Rosemeis / pcangsd

Framework for analyzing low depth NGS data in heterogeneous populations using PCA.
GNU General Public License v3.0
46 stars 11 forks source link

Inflated p-values from selection scan? #49

Open kellybarr opened 3 years ago

kellybarr commented 3 years ago

I'm running the selection scan in PCANGSD and getting really high pvalues. I've tried numerous options, but always end up with results like what I've attached here. Might anyone have any thoughts on why we're getting these results? I'll also attach the PCA. With significance at 10^-8, like the whole doggone genome is under selection.

man_plot_2K

image

Rosemeis commented 3 years ago

Hi, This definitely looks like something is wrong. Can you tell which selection statistic this is from, and how you have plotted it?

Best, Jonas

kellybarr commented 3 years ago

Yes, this one is with -pcadapt and with an -e 2.

I plotted in r using some custom script I found online (https://genome.sph.umich.edu/wiki/Code_Sample:_Generating_Manhattan_Plots_in_R).

kellybarr commented 3 years ago

But I've also run -selection and get the same outcome.

Rosemeis commented 3 years ago

Okay, I think the problem is that you are plotting the selection statistics instead of the p-values.

For "-pcadapt" option and "-e 2", you would use 2 d.o.f. after running the R script for generating the selection statistics from z-scores (pcangsd/scripts/pcadapt.R): pvals <- pchisq(selection, 2, lower.tail=F)

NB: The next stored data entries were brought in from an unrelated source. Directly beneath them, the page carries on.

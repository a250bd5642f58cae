//! On-disk registry of managed emulator pairs.
//!
//! `emulators.json` in the persist dir maps platform, then SDK version, to
//! the pids and ports of the firmware emulator and its companion simulator.
//! There is no cross-process locking; writers do a full read-modify-write
//! and readers revalidate every recorded pid before trusting an entry.

use crate::config::Platform;
use crate::{persist, Result};
use serde::{Deserialize, Serialize};
use std::collections::BTreeMap;
use std::path::{Path, PathBuf};

/// The qemu side of a managed pair.
#[derive(Debug, Clone, Serialize, Deserialize)]
pub struct FirmwareRecord {
    pub pid: u32,
    /// Data channel (serial-over-TCP) port.
    pub port: u16,
    pub console_port: u16,
    pub debug_port: u16,
}

/// The companion simulator side of a managed pair.
#[derive(Debug, Clone, Serialize, Deserialize)]
pub struct CompanionRecord {
    pub pid: u32,
    /// Control websocket port, the one clients connect to.
    pub port: u16,
}

#[derive(Debug, Clone, Serialize, Deserialize)]
pub struct EmulatorRecord {
    pub firmware: FirmwareRecord,
    pub companion: CompanionRecord,
    pub version: String,
}

/// The registry file, loaded in full and written back atomically.
pub struct EmulatorRegistry {
    path: PathBuf,
    entries: BTreeMap<String, BTreeMap<String, EmulatorRecord>>,
}

impl EmulatorRegistry {
    pub fn load(persist_dir: &Path) -> Result<Self> {
        let path = persist_dir.join("emulators.json");
        let entries = persist::read_json(&path)?.unwrap_or_default();
        Ok(Self { path, entries })
    }

    pub fn get(&self, platform: Platform, version: &str) -> Option<&EmulatorRecord> {
        self.entries.get(platform.as_str())?.get(version)
    }

    pub fn insert(&mut self, platform: Platform, version: &str, record: EmulatorRecord) {
        self.entries
            .entry(platform.as_str().to_string())
            .or_default()
            .insert(version.to_string(), record);
    }

    pub fn remove(&mut self, platform: Platform, version: &str) -> Option<EmulatorRecord> {
        let versions = self.entries.get_mut(platform.as_str())?;
        let removed = versions.remove(version);
        if versions.is_empty() {
            self.entries.remove(platform.as_str());
        }
        removed
    }

    /// Every recorded (platform, version, record) triple. Entries under a
    /// platform name this build doesn't know are skipped.
    pub fn iter(&self) -> impl Iterator<Item = (Platform, &str, &EmulatorRecord)> {
        self.entries.iter().flat_map(|(platform, versions)| {
            Platform::from_str(platform).into_iter().flat_map(move |p| {
                versions
                    .iter()
                    .map(move |(version, record)| (p, version.as_str(), record))
            })
        })
    }

    pub fn save(&self) -> Result<()> {
        persist::write_json(&self.path, &self.entries)
    }
}
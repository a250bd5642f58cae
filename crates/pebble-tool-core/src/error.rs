//! Error types for the pebble tool core.
//!
//! Every failure in this crate is raised as a typed [`ToolError`]; the CLI
//! layer turns it into a printed message and a non-zero exit code. The core
//! itself never terminates the process.

use std::path::PathBuf;
use thiserror::Error;

/// Main error type for pebble tool operations.
#[derive(Debug, Error)]
pub enum ToolError {
    // SDK errors
    #[error("{0}")]
    MissingSdk(String),

    #[error("{0}")]
    SdkInstall(String),

    // Emulator errors
    #[error("{0}")]
    MissingEmulator(String),

    // Transport errors
    #[error("Connection error: {0}")]
    Connection(String),

    #[error("Multiple emulators are running ({running}); you must specify which to use.")]
    AmbiguousEmulators { running: String },

    #[error("No pebble connection specified.")]
    NoConnection,

    // Network errors
    #[error("Network error: {message}")]
    Network { message: String },

    // File system errors
    #[error("IO error at {path:?}: {message}")]
    Io {
        message: String,
        path: Option<PathBuf>,
        #[source]
        source: Option<std::io::Error>,
    },

    // Serialization errors
    #[error("JSON error: {message}")]
    Json {
        message: String,
        #[source]
        source: Option<serde_json::Error>,
    },

    // Configuration errors
    #[error("Configuration error: {message}")]
    Config { message: String },
}

/// Result type alias for pebble tool operations.
pub type Result<T> = std::result::Result<T, ToolError>;

impl From<std::io::Error> for ToolError {
    fn from(err: std::io::Error) -> Self {
        ToolError::Io {
            message: err.to_string(),
            path: None,
            source: Some(err),
        }
    }
}

impl From<serde_json::Error> for ToolError {
    fn from(err: serde_json::Error) -> Self {
        ToolError::Json {
            message: err.to_string(),
            source: Some(err),
        }
    }
}

impl From<reqwest::Error> for ToolError {
    fn from(err: reqwest::Error) -> Self {
        ToolError::Network {
            message: err.to_string(),
        }
    }
}

impl ToolError {
    /// Create an IO error with path context.
    pub fn io_with_path(err: std::io::Error, path: impl Into<PathBuf>) -> Self {
        ToolError::Io {
            message: err.to_string(),
            path: Some(path.into()),
            source: Some(err),
        }
    }
}

#[cfg(test)]
mod tests {
    use super::*;

    #[test]
    fn test_error_display() {
        let err = ToolError::MissingSdk("SDK 4.3 is not installed.".into());
        assert_eq!(err.to_string(), "SDK 4.3 is not installed.");

        let err = ToolError::AmbiguousEmulators {
            running: "aplite, basalt".into(),
        };
        assert!(err.to_string().contains("aplite, basalt"));
    }

    #[test]
    fn test_io_error_carries_path() {
        let inner = std::io::Error::new(std::io::ErrorKind::NotFound, "gone");
        let err = ToolError::io_with_path(inner, "/tmp/x");
        match err {
            ToolError::Io { path, .. } => assert_eq!(path, Some(PathBuf::from("/tmp/x"))),
            _ => panic!("expected Io variant"),
        }
    }
}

And for the "-selection" option, you would use 1 d.o.f. for each PC independently directly from the PCAngsd output: pvals.pc1 <- pchisq(selection[,1], 1, lower.tail=F) pvals.pc2 <- pchisq(selection[,2], 1, lower.tail=F)

Hope this helps, Jonas

kellybarr commented 3 years ago

I wish that was the case! These are the p-values calculated from the chisq distribution as suggested in the r script provided.

head(sort(data$P)) [1] 3.988167e-306 9.431123e-296 1.175848e-278 2.054144e-272 [5] 2.399460e-264 4.171052e-251

kellybarr commented 3 years ago

Oh and here's the selection stat sorted:

head(sort(d2)) [1] 2.655629e-06 9.785684e-06 1.649725e-05 1.996042e-05 [5] 2.384299e-05 3.747775e-05

KHanghoj commented 3 years ago

Sorry for the late reply.

the pcadapt selection statistic returns very inflated p-values when the population structure is not continuous. Based on PC1-2, the samples do not show a continuous separation. see fig s5 in https://www.biorxiv.org/content/10.1101/2021.03.01.432540v1 where we test CEU,YRI, CHB. PCadapt returns very inflated p-values.

best, Kristian

akimmitt commented 1 year ago

Hello, I'm having a similar issue to @kellybarr, except the FastPCA and PcAdapt results are very different. My PcAdapt p-values are extremely small/inflated in some cases (e.g., 9.03173459559243e-304, sometimes it's even zero); this means that I have snps that are close to 200-300 when I use the -log10 conversion (whereas I think it's very typical of the y-value on Manhattan plots to be around 30-40 max); since some p-values are zero, they can't even be plotted. On the other hand, SNPs have p-values no smaller than 1e-7 when I use the FastPCA method.

I got these results using the script: pcangsd --selection --sites_save --snp_weights --pcadapt --minMaf 0.05 -b {beagle file from ANGSD} -o {header for all cov and npy files}

I then used the pcadapt.R script from this site to find my test statistics and p-values from the zscores produced by PCANGSD.

Do you know any reasons why these p-values would be so small for the PCAdapt method?